_WORK REQUEST_. In the records that follow, find each line containing "identities" and copy it.

Stored data entries
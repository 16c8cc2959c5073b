//! Attribute statement evaluation for one entity in one group.

use std::collections::{BTreeMap, BTreeSet, HashMap};
use std::sync::Arc;

use serde_json::{Map, Value};
use tessera_expr::{EvalContext, ExpressionEvaluator, value_list};
use tessera_types::{
    Attribute, AttributeType, ConflictResolution, EntityId, GroupPath, Identity,
    StatementAssignment, TypeCatalog,
};
use tracing::{debug, trace, warn};

use crate::index::IndexedStatement;

/// Attributes of one entity in one group, by name.
pub type GroupAttributes = BTreeMap<String, Attribute>;

/// Attributes of one entity across groups.
pub type AttributesByGroup = HashMap<GroupPath, GroupAttributes>;

/// Variables exposed to statement conditions and value expressions.
pub mod context_keys {
    /// Numeric entity identifier.
    pub const ENTITY_ID: &str = "entityId";
    /// Path of the group being resolved.
    pub const GROUP_NAME: &str = "groupName";
    /// Every group the entity belongs to.
    pub const GROUPS: &str = "groups";
    /// Identity values by identity type.
    pub const IDS_BY_TYPE: &str = "idsByType";
    /// First value of each attribute in the group.
    pub const ATTR: &str = "attr";
    /// All values of each attribute in the group.
    pub const ATTRS: &str = "attrs";
    /// First values of the owner group's attributes, for redirected statements.
    pub const EATTR: &str = "eattr";
    /// All values of the owner group's attributes, for redirected statements.
    pub const EATTRS: &str = "eattrs";
}

/// The entity whose attributes are being resolved.
#[derive(Debug, Clone, Copy)]
pub struct Subject<'a> {
    pub entity: EntityId,
    /// Every group the entity is a member of.
    pub groups: &'a BTreeSet<GroupPath>,
    /// Directly stored attributes, grouped by group.
    pub attributes: &'a AttributesByGroup,
    pub identities: &'a [Identity],
}

impl<'a> Subject<'a> {
    pub fn new(
        entity: EntityId,
        groups: &'a BTreeSet<GroupPath>,
        attributes: &'a AttributesByGroup,
    ) -> Self {
        Self {
            entity,
            groups,
            attributes,
            identities: &[],
        }
    }

    pub fn with_identities(mut self, identities: &'a [Identity]) -> Self {
        self.identities = identities;
        self
    }

    pub fn is_member_of(&self, group: &GroupPath) -> bool {
        self.groups.contains(group)
    }
}

/// Applies attribute statements on top of directly stored attributes.
///
/// Stateless apart from the shared expression evaluator, so one instance can
/// serve concurrent callers.
#[derive(Clone)]
pub struct StatementEvaluator {
    expressions: Arc<dyn ExpressionEvaluator>,
}

impl std::fmt::Debug for StatementEvaluator {
    fn fmt(&self, f: &mut std::fmt::Formatter<'_>) -> std::fmt::Result {
        f.debug_struct("StatementEvaluator").finish_non_exhaustive()
    }
}

impl StatementEvaluator {
    pub fn new(expressions: Arc<dyn ExpressionEvaluator>) -> Self {
        Self { expressions }
    }

    /// Computes the candidate attributes of `subject` in `group`.
    ///
    /// Starts from the subject's direct attributes in `group`, then applies
    /// `statements` (as returned by
    /// [`StatementIndex::for_group`](crate::StatementIndex::for_group)) in
    /// order, reconciling each result with the running candidate map using
    /// the statement's [`ConflictResolution`].
    ///
    /// With `queried_attribute` set, only that attribute is collected and
    /// only statements producing it are evaluated. Statements are ignored
    /// entirely when the subject is not a member of `group`.
    pub fn evaluate(
        &self,
        subject: &Subject<'_>,
        group: &GroupPath,
        statements: &[IndexedStatement],
        types: &TypeCatalog,
        queried_attribute: Option<&str>,
    ) -> GroupAttributes {
        let mut collected: GroupAttributes = match subject.attributes.get(group) {
            Some(direct) => direct
                .iter()
                .filter(|(name, _)| queried_attribute.is_none_or(|q| q == name.as_str()))
                .map(|(name, attribute)| (name.clone(), attribute.clone()))
                .collect(),
            None => GroupAttributes::new(),
        };

        if statements.is_empty() || !subject.is_member_of(group) {
            return collected;
        }

        let base = base_context(subject, group);
        for indexed in statements {
            if queried_attribute.is_some_and(|q| !indexed.produces(q)) {
                continue;
            }
            let context = statement_context(&base, subject, indexed, &collected);
            if let Some(candidate) = self.produce(subject, group, indexed, &context, types) {
                reconcile(
                    &mut collected,
                    candidate,
                    indexed.statement.conflict_resolution,
                    types,
                );
            }
        }
        collected
    }

    /// Evaluates a single statement, `None` when it produces nothing.
    fn produce(
        &self,
        subject: &Subject<'_>,
        group: &GroupPath,
        indexed: &IndexedStatement,
        context: &EvalContext,
        types: &TypeCatalog,
    ) -> Option<Attribute> {
        let statement = &indexed.statement;
        match self.expressions.evaluate_boolean(&statement.condition, context) {
            Ok(true) => {}
            Ok(false) => return None,
            Err(e) => {
                warn!(
                    group = %group,
                    owner = %indexed.owner,
                    statement = indexed.position,
                    entity = %subject.entity,
                    condition = %statement.condition,
                    error = %e,
                    "Attribute statement condition failed, statement skipped"
                );
                return None;
            }
        }

        match &statement.assignment {
            StatementAssignment::Fixed { attribute } => {
                let mut produced = attribute.clone();
                produced.group = group.clone();
                produced.direct = false;
                Some(produced)
            }
            StatementAssignment::Dynamic {
                attribute_type,
                expression,
            } => {
                let Some(attribute_type) = types.get(attribute_type) else {
                    warn!(
                        group = %group,
                        owner = %indexed.owner,
                        statement = indexed.position,
                        attribute_type = %attribute_type,
                        "Unknown attribute type in dynamic statement, statement skipped"
                    );
                    return None;
                };
                self.dynamic_attribute(subject, group, indexed, attribute_type, expression, context)
            }
        }
    }

    fn dynamic_attribute(
        &self,
        subject: &Subject<'_>,
        group: &GroupPath,
        indexed: &IndexedStatement,
        attribute_type: &AttributeType,
        expression: &str,
        context: &EvalContext,
    ) -> Option<Attribute> {
        let value = match self.expressions.evaluate_value(expression, context) {
            Ok(value) => value,
            Err(e) => {
                warn!(
                    group = %group,
                    owner = %indexed.owner,
                    statement = indexed.position,
                    entity = %subject.entity,
                    expression = %expression,
                    error = %e,
                    "Dynamic attribute expression failed, statement skipped"
                );
                return None;
            }
        };

        let Some(raw) = value_list(&value) else {
            debug!(
                group = %group,
                statement = indexed.position,
                attribute = %attribute_type.name,
                "Dynamic attribute expression produced no value"
            );
            return None;
        };

        let mut values = Vec::with_capacity(raw.len());
        for raw_value in &raw {
            match attribute_type.syntax.normalize(raw_value) {
                Ok(normalized) => values.push(normalized),
                Err(e) => {
                    debug!(
                        group = %group,
                        statement = indexed.position,
                        attribute = %attribute_type.name,
                        error = %e,
                        "Dynamic attribute value rejected by syntax, statement skipped"
                    );
                    return None;
                }
            }
        }

        if !attribute_type.allows_cardinality(values.len()) {
            debug!(
                group = %group,
                statement = indexed.position,
                attribute = %attribute_type.name,
                count = values.len(),
                "Dynamic attribute exceeds the type's value bound, statement skipped"
            );
            return None;
        }

        Some(Attribute::new(attribute_type.name.clone(), group.clone(), values))
    }
}

/// Folds a statement result into the candidate map.
fn reconcile(
    collected: &mut GroupAttributes,
    candidate: Attribute,
    resolution: ConflictResolution,
    types: &TypeCatalog,
) {
    let Some(existing) = collected.get_mut(&candidate.name) else {
        collected.insert(candidate.name.clone(), candidate);
        return;
    };

    match resolution {
        ConflictResolution::Skip => {
            trace!(attribute = %candidate.name, "Conflict: existing attribute kept");
        }
        ConflictResolution::Overwrite => {
            trace!(attribute = %candidate.name, "Conflict: existing attribute overwritten");
            *existing = candidate;
        }
        ConflictResolution::Merge => {
            let mut merged: Vec<String> = Vec::with_capacity(existing.values.len() + candidate.values.len());
            for value in existing.values.iter().chain(&candidate.values) {
                if !merged.contains(value) {
                    merged.push(value.clone());
                }
            }
            let allowed = types
                .get(&candidate.name)
                .is_none_or(|t| t.allows_cardinality(merged.len()));
            if allowed {
                trace!(attribute = %candidate.name, count = merged.len(), "Conflict: values merged");
                existing.values = merged;
                existing.direct = false;
            } else {
                trace!(attribute = %candidate.name, "Conflict: merge would exceed value bound, skipped");
            }
        }
    }
}

// ============================================================================
// Evaluation Context
// ============================================================================

fn base_context(subject: &Subject<'_>, group: &GroupPath) -> EvalContext {
    let mut ids_by_type: BTreeMap<&str, Vec<Value>> = BTreeMap::new();
    for identity in subject.identities {
        ids_by_type
            .entry(identity.type_id.as_str())
            .or_default()
            .push(Value::from(identity.value.as_str()));
    }
    let ids_by_type: Map<String, Value> = ids_by_type
        .into_iter()
        .map(|(k, v)| (k.to_string(), Value::Array(v)))
        .collect();

    EvalContext::new()
        .with(context_keys::ENTITY_ID, subject.entity.as_u64())
        .with(context_keys::GROUP_NAME, group.as_str())
        .with(
            context_keys::GROUPS,
            subject.groups.iter().map(GroupPath::as_str).collect::<Vec<_>>(),
        )
        .with(context_keys::IDS_BY_TYPE, Value::Object(ids_by_type))
}

fn statement_context(
    base: &EvalContext,
    subject: &Subject<'_>,
    indexed: &IndexedStatement,
    collected: &GroupAttributes,
) -> EvalContext {
    let mut context = base.clone();
    let (attr, attrs) = attribute_maps(collected.values());
    context.insert(context_keys::ATTR, attr);
    context.insert(context_keys::ATTRS, attrs);

    if indexed.is_redirected() {
        let owner_attributes = subject.attributes.get(&indexed.owner);
        let (eattr, eattrs) = attribute_maps(owner_attributes.into_iter().flat_map(|m| m.values()));
        context.insert(context_keys::EATTR, eattr);
        context.insert(context_keys::EATTRS, eattrs);
    } else {
        context.insert(context_keys::EATTR, Value::Null);
        context.insert(context_keys::EATTRS, Value::Null);
    }
    context
}

/// Builds the `attr` (first value) and `attrs` (all values) maps.
fn attribute_maps<'a>(attributes: impl Iterator<Item = &'a Attribute>) -> (Value, Value) {
    let mut first = Map::new();
    let mut all = Map::new();
    for attribute in attributes {
        let head = attribute
            .values
            .first()
            .map_or(Value::Null, |v| Value::from(v.as_str()));
        first.insert(attribute.name.clone(), head);
        all.insert(attribute.name.clone(), Value::from(attribute.values.clone()));
    }
    (Value::Object(first), Value::Object(all))
}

_ANSWER BOX_.
    pub identities: &'a [Identity],
            identities: &[],
    pub fn with_identities(mut self, identities: &'a [Identity]) -> Self {
        self.identities = identities;
    for identity in subject.identities {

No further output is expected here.